What to do ▸ Please print the records below exactly as they are written.

Given records ▸
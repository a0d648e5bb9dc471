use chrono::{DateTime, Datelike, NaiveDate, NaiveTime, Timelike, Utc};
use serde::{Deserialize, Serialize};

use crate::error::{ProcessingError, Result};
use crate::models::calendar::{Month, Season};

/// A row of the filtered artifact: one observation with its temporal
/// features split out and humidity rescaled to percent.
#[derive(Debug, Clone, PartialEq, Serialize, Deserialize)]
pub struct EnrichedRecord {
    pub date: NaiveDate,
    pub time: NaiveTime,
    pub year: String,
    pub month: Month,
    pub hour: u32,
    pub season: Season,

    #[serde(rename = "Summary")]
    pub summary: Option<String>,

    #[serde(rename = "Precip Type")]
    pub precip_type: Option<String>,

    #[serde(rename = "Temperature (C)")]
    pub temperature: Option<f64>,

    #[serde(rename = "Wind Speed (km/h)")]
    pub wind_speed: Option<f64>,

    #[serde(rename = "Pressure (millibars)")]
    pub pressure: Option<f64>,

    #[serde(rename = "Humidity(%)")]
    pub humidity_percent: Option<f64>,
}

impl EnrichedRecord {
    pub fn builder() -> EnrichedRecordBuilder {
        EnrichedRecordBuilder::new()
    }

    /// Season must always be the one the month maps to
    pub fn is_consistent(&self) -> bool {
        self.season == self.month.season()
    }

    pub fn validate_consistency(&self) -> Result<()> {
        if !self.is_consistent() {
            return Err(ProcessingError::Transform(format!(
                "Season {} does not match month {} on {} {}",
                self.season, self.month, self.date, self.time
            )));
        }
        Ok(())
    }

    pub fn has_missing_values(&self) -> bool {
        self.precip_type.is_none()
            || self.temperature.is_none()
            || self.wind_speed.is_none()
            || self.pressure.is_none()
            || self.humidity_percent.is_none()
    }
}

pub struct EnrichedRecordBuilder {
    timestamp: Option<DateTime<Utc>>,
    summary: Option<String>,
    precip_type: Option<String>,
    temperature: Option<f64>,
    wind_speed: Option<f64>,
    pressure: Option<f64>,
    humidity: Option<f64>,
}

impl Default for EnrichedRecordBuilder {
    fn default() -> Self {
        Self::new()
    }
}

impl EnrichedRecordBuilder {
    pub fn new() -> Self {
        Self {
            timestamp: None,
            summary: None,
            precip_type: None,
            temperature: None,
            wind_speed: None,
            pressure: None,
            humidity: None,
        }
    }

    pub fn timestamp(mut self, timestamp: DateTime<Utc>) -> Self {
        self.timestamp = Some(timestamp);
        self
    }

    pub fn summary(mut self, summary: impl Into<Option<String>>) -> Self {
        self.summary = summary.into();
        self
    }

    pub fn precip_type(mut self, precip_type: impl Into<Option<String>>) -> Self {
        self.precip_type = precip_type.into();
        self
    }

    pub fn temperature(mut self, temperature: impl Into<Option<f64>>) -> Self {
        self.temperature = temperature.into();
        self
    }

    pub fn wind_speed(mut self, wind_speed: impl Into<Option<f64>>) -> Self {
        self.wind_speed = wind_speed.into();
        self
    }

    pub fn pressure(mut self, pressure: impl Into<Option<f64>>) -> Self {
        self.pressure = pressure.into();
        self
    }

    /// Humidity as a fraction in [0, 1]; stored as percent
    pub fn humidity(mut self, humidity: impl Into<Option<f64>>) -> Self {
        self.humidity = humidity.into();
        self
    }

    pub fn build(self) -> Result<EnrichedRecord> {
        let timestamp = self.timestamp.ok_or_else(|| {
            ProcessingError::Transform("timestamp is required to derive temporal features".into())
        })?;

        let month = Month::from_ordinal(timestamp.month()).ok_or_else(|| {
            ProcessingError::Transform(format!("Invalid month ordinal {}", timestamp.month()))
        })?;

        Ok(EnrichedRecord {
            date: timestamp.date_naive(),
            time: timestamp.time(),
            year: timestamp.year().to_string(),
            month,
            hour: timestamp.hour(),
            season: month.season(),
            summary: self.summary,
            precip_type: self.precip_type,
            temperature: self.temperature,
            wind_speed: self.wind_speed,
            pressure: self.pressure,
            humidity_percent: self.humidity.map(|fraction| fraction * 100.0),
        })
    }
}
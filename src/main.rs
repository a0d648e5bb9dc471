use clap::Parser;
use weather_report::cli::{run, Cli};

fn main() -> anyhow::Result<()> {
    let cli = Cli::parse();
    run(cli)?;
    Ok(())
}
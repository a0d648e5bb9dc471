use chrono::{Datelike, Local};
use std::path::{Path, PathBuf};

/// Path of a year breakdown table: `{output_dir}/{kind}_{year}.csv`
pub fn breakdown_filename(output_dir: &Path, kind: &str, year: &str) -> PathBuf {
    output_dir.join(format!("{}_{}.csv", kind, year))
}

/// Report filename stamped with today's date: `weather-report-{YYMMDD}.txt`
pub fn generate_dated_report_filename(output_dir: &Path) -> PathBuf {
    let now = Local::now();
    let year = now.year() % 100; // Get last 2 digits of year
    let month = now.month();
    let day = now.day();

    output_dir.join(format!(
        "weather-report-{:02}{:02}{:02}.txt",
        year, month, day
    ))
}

Reply to the task ▸
repository a0d648e5bb9dc471
use chrono::{DateTime, Datelike, NaiveDate, NaiveTime, Timelike, Utc};
use serde::{Deserialize, Serialize};

use crate::error::{ProcessingError, Result};
use crate::models::calendar::{Month, Season};

/// A row of the filtered artifact: one observation with its temporal
/// features split out and humidity rescaled to percent.
#[derive(Debug, Clone, PartialEq, Serialize, Deserialize)]
pub struct EnrichedRecord {
    pub date: NaiveDate,
    pub time: NaiveTime,
    pub year: String,
    pub month: Month,
    pub hour: u32,
    pub season: Season,

    #[serde(rename = "Summary")]
    pub summary: Option<String>,

    #[serde(rename = "Precip Type")]
    pub precip_type: Option<String>,

    #[serde(rename = "Temperature (C)")]
    pub temperature: Option<f64>,

    #[serde(rename = "Wind Speed (km/h)")]
    pub wind_speed: Option<f64>,

    #[serde(rename = "Pressure (millibars)")]
    pub pressure: Option<f64>,

    #[serde(rename = "Humidity(%)")]
    pub humidity_percent: Option<f64>,
}

impl EnrichedRecord {
    pub fn builder() -> EnrichedRecordBuilder {
        EnrichedRecordBuilder::new()
    }

    /// Season must always be the one the month maps to
    pub fn is_consistent(&self) -> bool {
        self.season == self.month.season()
    }

    pub fn validate_consistency(&self) -> Result<()> {
        if !self.is_consistent() {
            return Err(ProcessingError::Transform(format!(
                "Season {} does not match month {} on {} {}",
                self.season, self.month, self.date, self.time
            )));
        }
        Ok(())
    }

    pub fn has_missing_values(&self) -> bool {
        self.precip_type.is_none()
            || self.temperature.is_none()
            || self.wind_speed.is_none()
            || self.pressure.is_none()
            || self.humidity_percent.is_none()
    }
}

pub struct EnrichedRecordBuilder {
    timestamp: Option<DateTime<Utc>>,
    summary: Option<String>,
    precip_type: Option<String>,
    temperature: Option<f64>,
    wind_speed: Option<f64>,
    pressure: Option<f64>,
    humidity: Option<f64>,
}

impl Default for EnrichedRecordBuilder {
    fn default() -> Self {
        Self::new()
    }
}

impl EnrichedRecordBuilder {
    pub fn new() -> Self {
        Self {
            timestamp: None,
            summary: None,
            precip_type: None,
            temperature: None,
            wind_speed: None,
            pressure: None,
            humidity: None,
        }
    }

    pub fn timestamp(mut self, timestamp: DateTime<Utc>) -> Self {
        self.timestamp = Some(timestamp);
        self
    }

    pub fn summary(mut self, summary: impl Into<Option<String>>) -> Self {
        self.summary = summary.into();
        self
    }

    pub fn precip_type(mut self, precip_type: impl Into<Option<String>>) -> Self {
        self.precip_type = precip_type.into();
        self
    }

    pub fn temperature(mut self, temperature: impl Into<Option<f64>>) -> Self {
        self.temperature = temperature.into();
        self
    }

    pub fn wind_speed(mut self, wind_speed: impl Into<Option<f64>>) -> Self {
        self.wind_speed = wind_speed.into();
        self
    }

    pub fn pressure(mut self, pressure: impl Into<Option<f64>>) -> Self {
        self.pressure = pressure.into();
        self
    }

    /// Humidity as a fraction in [0, 1]; stored as percent
    pub fn humidity(mut self, humidity: impl Into<Option<f64>>) -> Self {
        self.humidity = humidity.into();
        self
    }

    pub fn build(self) -> Result<EnrichedRecord> {
        let timestamp = self.timestamp.ok_or_else(|| {
            ProcessingError::Transform("timestamp is required to derive temporal features".into())
        })?;

        let month = Month::from_ordinal(timestamp.month()).ok_or_else(|| {
            ProcessingError::Transform(format!("Invalid month ordinal {}", timestamp.month()))
        })?;

        Ok(EnrichedRecord {
            date: timestamp.date_naive(),
            time: timestamp.time(),
            year: timestamp.year().to_string(),
            month,
            hour: timestamp.hour(),
            season: month.season(),
            summary: self.summary,
            precip_type: self.precip_type,
            temperature: self.temperature,
            wind_speed: self.wind_speed,
            pressure: self.pressure,
            humidity_percent: self.humidity.map(|fraction| fraction * 100.0),
        })
    }
}
filename src/main.rs
repository a0d648e5bb9dc471
use clap::Parser;
use weather_report::cli::{run, Cli};

fn main() -> anyhow::Result<()> {
    let cli = Cli::parse();
    run(cli)?;
    Ok(())
}
repository a0d648e5bb9dc471
use chrono::{Datelike, Local};
use std::path::{Path, PathBuf};

/// Path of a year breakdown table: `{output_dir}/{kind}_{year}.csv`
pub fn breakdown_filename(output_dir: &Path, kind: &str, year: &str) -> PathBuf {
    output_dir.join(format!("{}_{}.csv", kind, year))
}

/// Report filename stamped with today's date: `weather-report-{YYMMDD}.txt`
pub fn generate_dated_report_filename(output_dir: &Path) -> PathBuf {
    let now = Local::now();
    let year = now.year() % 100; // Get last 2 digits of year
    let month = now.month();
    let day = now.day();

    output_dir.join(format!(
        "weather-report-{:02}{:02}{:02}.txt",
        year, month, day
    ))
}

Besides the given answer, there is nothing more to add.